Boom. With watermelon and Late July tortillas chips on the side. All allergen safe.
I used mayo that doesn’t have soybean oil (be sure to check that yours is canola oil based only). TJs makes one variety that’s just canola oil, but all the rest have soybean and they are frequently out of stock of the soy-free option. Fortunately, WFs has one that’s also purely canola oil (see above).
Thursday was another vegetarian dinner.
Lentil rice bowls, with wild rice, crumbled goat feta, and a lemon avocado parsley dressing. The dressing took the longest (hands on time) to make and that was all of 10 minutes. So yeah, not labor intensive as far as meals go but really really good.
OMG this dressing! Totally deserves posting the recipe.
Lemon Avocado and Parsley Dressing [gluten free, dairy free, soy free, nut free, egg free, vegan]
- 1 avocado
- 1 large lemon (or 2 small ones), juiced
- 2 tbsp garlic infused olive oil
- handful parsley (doesn’t have to be exact)
- 1/2 tsp salt
- 1/4 tsp pepper
Blend everything together until creamy thick dressing forms. Add more oil for desired consistency (as written this makes a very thick sauce like dressing).
Notes: TJs makes a garlic infused olive oil as well, but if you can’t find one feel free to add 1 tsp minced garlic and plain olive oil instead.
You gotta make this!
Friday was spaghetti with beef and mushrooms. I finally tried the one-pot-spaghetti technique that’s been all the rage for the past year (longer? I don’t know…I’m out of touch).
I was nervous about the idea of cooking noodles with everything else and having it not end up as noodle soup, but it was a-okay. And I even used GF noodles (which can be gummy if not treated specially – drained right after they’ve been cooked through).
Here’s the recipe I took inspiration from, although there are tons and tons out there. I believe Martha Stewart was the first to share the idea, but don’t quote me on that.

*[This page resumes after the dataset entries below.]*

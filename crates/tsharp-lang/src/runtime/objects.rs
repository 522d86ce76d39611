use std::collections::BTreeMap;

use serde::Serialize;

use crate::error::ErrorKind;

#[derive(Debug, Clone, PartialEq, Serialize)]
pub struct GameObject {
    pub id: u64,
    pub kind: String,
    pub position: [f64; 3],
    /// Degrees about x, y and z.
    pub rotation: [f64; 3],
    pub alive: bool,
}

/// Handle → object record for one run. Ids start at 1 and are never reused.
#[derive(Debug)]
pub struct ObjectTable {
    objects: BTreeMap<u64, GameObject>,
    next_id: u64,
}

impl ObjectTable {
    pub fn new() -> Self {
        Self { objects: BTreeMap::new(), next_id: 1 }
    }

    pub fn spawn(&mut self, kind: &str) -> u64 {
        let id = self.next_id;
        self.next_id += 1;
        self.objects.insert(id, GameObject {
            id,
            kind: kind.to_string(),
            position: [0.0; 3],
            rotation: [0.0; 3],
            alive: true,
        });
        log::debug!("spawned object {id} ({kind})");
        id
    }

    pub fn is_alive(&self, id: u64) -> bool {
        self.objects.get(&id).is_some_and(|o| o.alive)
    }

    fn live_mut(&mut self, id: u64) -> Result<&mut GameObject, ErrorKind> {
        match self.objects.get_mut(&id) {
            Some(o) if o.alive => Ok(o),
            _ => Err(ErrorKind::UnknownOrDeadObject { id }),
        }
    }

    pub fn set_position(&mut self, id: u64, position: [f64; 3]) -> Result<(), ErrorKind> {
        self.live_mut(id)?.position = position;
        log::debug!("object {id} moved to {position:?}");
        Ok(())
    }

    pub fn set_rotation(&mut self, id: u64, rotation: [f64; 3]) -> Result<(), ErrorKind> {
        self.live_mut(id)?.rotation = rotation;
        log::debug!("object {id} rotated to {rotation:?}");
        Ok(())
    }

    pub fn destroy(&mut self, id: u64) -> Result<(), ErrorKind> {
        self.live_mut(id)?.alive = false;
        log::debug!("object {id} destroyed");
        Ok(())
    }

    pub(crate) fn len(&self) -> usize { self.objects.len() }

    /// Every object ever spawned, dead ones included, in id order.
    pub fn snapshot(&self) -> Vec<GameObject> {
        self.objects.values().cloned().collect()
    }
}

impl Default for ObjectTable {
    fn default() -> Self { Self::new() }
}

I liked that the beef (and for my version – the mushrooms too) were cooked first so I could take some out for P before doing the rest of the stuff. He doesn’t like tomatoes or tomato sauce. Can’t blame him – I hated tomatoes and their sauce (and all Italian food really – because marinara was ew) until I was in my 20s. And even then I didn’t fully appreciate it because by then I was off dairy and let’s face it, most tomato-y dishes are paired with cheese cheese and more cheese. So yeah. Not gonna push him because eventually his palate may change, too. In the meantime, I think it’s funny watching him pick tomatoes from the garden and try them, each time thinking the response will be different, and each time seeing him wince as the seeds gush out into his mouth and he realizes he definitely does not like tomatoes. Gotta love that he keeps on trying…
We have mellow things planned for the holiday weekend. Kyle’s grilling on Saturday and then we will do al fresco nibbles on Sunday and have a neighbor’s paella feast on Monday. Plus some park dates, splash pad fun, and a minor league baseball game. Looking forward to the family time, very much. Enjoy all!